**Task item:** Set down every record below exactly as written.

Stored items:
····················
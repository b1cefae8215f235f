//! LLM context keys
//!
//! The inputs that should gate an LLM call are serialized into a
//! [`ContextKey`]. [`ContextKeyCache`] remembers the last dispatched key
//! and the outcome of every key seen, so a context is never sent twice.

use crate::client::{LlmError, LlmRequest};
use std::collections::HashMap;

/// Inputs relevant to an LLM suggestion call.
#[derive(Debug, Clone, PartialEq, Eq)]
pub struct SuggestionContext {
    pub url: String,
    pub title: String,
    pub description: String,
    /// Tags as first read for the current URL session
    pub existing_tags: Vec<String>,
}

impl SuggestionContext {
    /// Deterministic serialization; equal keys mean equivalent contexts.
    pub fn key(&self) -> ContextKey {
        let value = serde_json::json!([
            self.url,
            self.title,
            self.description,
            self.existing_tags,
        ]);
        ContextKey(value.to_string())
    }

    pub fn to_request(&self) -> LlmRequest {
        LlmRequest {
            url: self.url.clone(),
            title: self.title.clone(),
            description: self.description.clone(),
            existing_tags: self.existing_tags.clone(),
        }
    }
}

#[derive(Debug, Clone, PartialEq, Eq, Hash)]
pub struct ContextKey(String);

impl ContextKey {
    pub fn as_str(&self) -> &str {
        &self.0
    }
}

impl std::fmt::Display for ContextKey {
    fn fmt(&self, f: &mut std::fmt::Formatter<'_>) -> std::fmt::Result {
        write!(f, "{}", self.0)
    }
}

/// What is known about the LLM call for one key.
#[derive(Debug, Clone, PartialEq)]
pub enum LlmOutcome {
    InFlight,
    Fulfilled(Vec<String>),
    Failed(LlmError),
}

/// Result of presenting a freshly computed key.
#[derive(Debug, Clone, PartialEq)]
pub enum KeyDecision {
    /// Same as the last dispatched key: nothing to do
    Unchanged,
    /// Seen before: reuse its outcome without a new call
    Reuse(LlmOutcome),
    /// Never seen: the caller must dispatch the call
    Dispatch,
}

/// Per-session memo of LLM calls by context key.
///
/// Entries are never evicted: the cache lives as long as one popup
/// session and holds one entry per distinct context the user produced.
#[derive(Debug, Clone, Default)]
pub struct ContextKeyCache {
    last: Option<ContextKey>,
    outcomes: HashMap<ContextKey, LlmOutcome>,
    relevant: HashMap<ContextKey, Vec<String>>,
}

impl ContextKeyCache {
    pub fn new() -> Self {
        Self::default()
    }

    /// Record `key` as the most recently dispatched and decide what to do.
    pub fn decide(&mut self, key: ContextKey) -> KeyDecision {
        if self.last.as_ref() == Some(&key) {
            return KeyDecision::Unchanged;
        }
        let decision = match self.outcomes.get(&key) {
            Some(outcome) => KeyDecision::Reuse(outcome.clone()),
            None => {
                self.outcomes.insert(key.clone(), LlmOutcome::InFlight);
                KeyDecision::Dispatch
            }
        };
        self.last = Some(key);
        decision
    }

    /// Store the outcome for `key`. Returns whether `key` is still current.
    pub fn settle(&mut self, key: &ContextKey, outcome: LlmOutcome) -> bool {
        self.outcomes.insert(key.clone(), outcome);
        self.is_current(key)
    }

    /// Drop a call that never started so `key` can be dispatched again.
    pub fn abandon(&mut self, key: &ContextKey) {
        if self.outcomes.get(key) == Some(&LlmOutcome::InFlight) {
            self.outcomes.remove(key);
        }
        if self.is_current(key) {
            self.last = None;
        }
    }

    /// Store the relevance-filtered recent tags computed for `key`.
    pub fn set_relevant(&mut self, key: ContextKey, tags: Vec<String>) {
        self.relevant.insert(key, tags);
    }

    /// Relevance-filtered recent tags for the current key, if known.
    pub fn current_relevant(&self) -> Option<&[String]> {
        self.last
            .as_ref()
            .and_then(|key| self.relevant.get(key))
            .map(Vec::as_slice)
    }

    /// Forget which key is current; known outcomes are kept.
    pub fn clear_current(&mut self) {
        self.last = None;
    }

    pub fn is_current(&self, key: &ContextKey) -> bool {
        self.last.as_ref() == Some(key)
    }

    pub fn last(&self) -> Option<&ContextKey> {
        self.last.as_ref()
    }

    /// Number of distinct keys ever dispatched.
    pub fn dispatched(&self) -> usize {
        self.outcomes.len()
    }
}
····················
**Completed task:**
repository b1cefae8215f235f
//! LLM context keys
//!
//! The inputs that should gate an LLM call are serialized into a
//! [`ContextKey`]. [`ContextKeyCache`] remembers the last dispatched key
//! and the outcome of every key seen, so a context is never sent twice.

use crate::client::{LlmError, LlmRequest};
use std::collections::HashMap;

/// Inputs relevant to an LLM suggestion call.
#[derive(Debug, Clone, PartialEq, Eq)]
pub struct SuggestionContext {
    pub url: String,
    pub title: String,
    pub description: String,
    /// Tags as first read for the current URL session
    pub existing_tags: Vec<String>,
}

impl SuggestionContext {
    /// Deterministic serialization; equal keys mean equivalent contexts.
    pub fn key(&self) -> ContextKey {
        let value = serde_json::json!([
            self.url,
            self.title,
            self.description,
            self.existing_tags,
        ]);
        ContextKey(value.to_string())
    }

    pub fn to_request(&self) -> LlmRequest {
        LlmRequest {
            url: self.url.clone(),
            title: self.title.clone(),
            description: self.description.clone(),
            existing_tags: self.existing_tags.clone(),
        }
    }
}

#[derive(Debug, Clone, PartialEq, Eq, Hash)]
pub struct ContextKey(String);

impl ContextKey {
    pub fn as_str(&self) -> &str {
        &self.0
    }
}

impl std::fmt::Display for ContextKey {
    fn fmt(&self, f: &mut std::fmt::Formatter<'_>) -> std::fmt::Result {
        write!(f, "{}", self.0)
    }
}

/// What is known about the LLM call for one key.
#[derive(Debug, Clone, PartialEq)]
pub enum LlmOutcome {
    InFlight,
    Fulfilled(Vec<String>),
    Failed(LlmError),
}

/// Result of presenting a freshly computed key.
#[derive(Debug, Clone, PartialEq)]
pub enum KeyDecision {
    /// Same as the last dispatched key: nothing to do
    Unchanged,
    /// Seen before: reuse its outcome without a new call
    Reuse(LlmOutcome),
    /// Never seen: the caller must dispatch the call
    Dispatch,
}

/// Per-session memo of LLM calls by context key.
///
/// Entries are never evicted: the cache lives as long as one popup
/// session and holds one entry per distinct context the user produced.
#[derive(Debug, Clone, Default)]
pub struct ContextKeyCache {
    last: Option<ContextKey>,
    outcomes: HashMap<ContextKey, LlmOutcome>,
    relevant: HashMap<ContextKey, Vec<String>>,
}

impl ContextKeyCache {
    pub fn new() -> Self {
        Self::default()
    }

    /// Record `key` as the most recently dispatched and decide what to do.
    pub fn decide(&mut self, key: ContextKey) -> KeyDecision {
        if self.last.as_ref() == Some(&key) {
            return KeyDecision::Unchanged;
        }
        let decision = match self.outcomes.get(&key) {
            Some(outcome) => KeyDecision::Reuse(outcome.clone()),
            None => {
                self.outcomes.insert(key.clone(), LlmOutcome::InFlight);
                KeyDecision::Dispatch
            }
        };
        self.last = Some(key);
        decision
    }

    /// Store the outcome for `key`. Returns whether `key` is still current.
    pub fn settle(&mut self, key: &ContextKey, outcome: LlmOutcome) -> bool {
        self.outcomes.insert(key.clone(), outcome);
        self.is_current(key)
    }

    /// Drop a call that never started so `key` can be dispatched again.
    pub fn abandon(&mut self, key: &ContextKey) {
        if self.outcomes.get(key) == Some(&LlmOutcome::InFlight) {
            self.outcomes.remove(key);
        }
        if self.is_current(key) {
            self.last = None;
        }
    }

    /// Store the relevance-filtered recent tags computed for `key`.
    pub fn set_relevant(&mut self, key: ContextKey, tags: Vec<String>) {
        self.relevant.insert(key, tags);
    }

    /// Relevance-filtered recent tags for the current key, if known.
    pub fn current_relevant(&self) -> Option<&[String]> {
        self.last
            .as_ref()
            .and_then(|key| self.relevant.get(key))
            .map(Vec::as_slice)
    }

    /// Forget which key is current; known outcomes are kept.
    pub fn clear_current(&mut self) {
        self.last = None;
    }

    pub fn is_current(&self, key: &ContextKey) -> bool {
        self.last.as_ref() == Some(key)
    }

    pub fn last(&self) -> Option<&ContextKey> {
        self.last.as_ref()
    }

    /// Number of distinct keys ever dispatched.
    pub fn dispatched(&self) -> usize {
        self.outcomes.len()
    }
}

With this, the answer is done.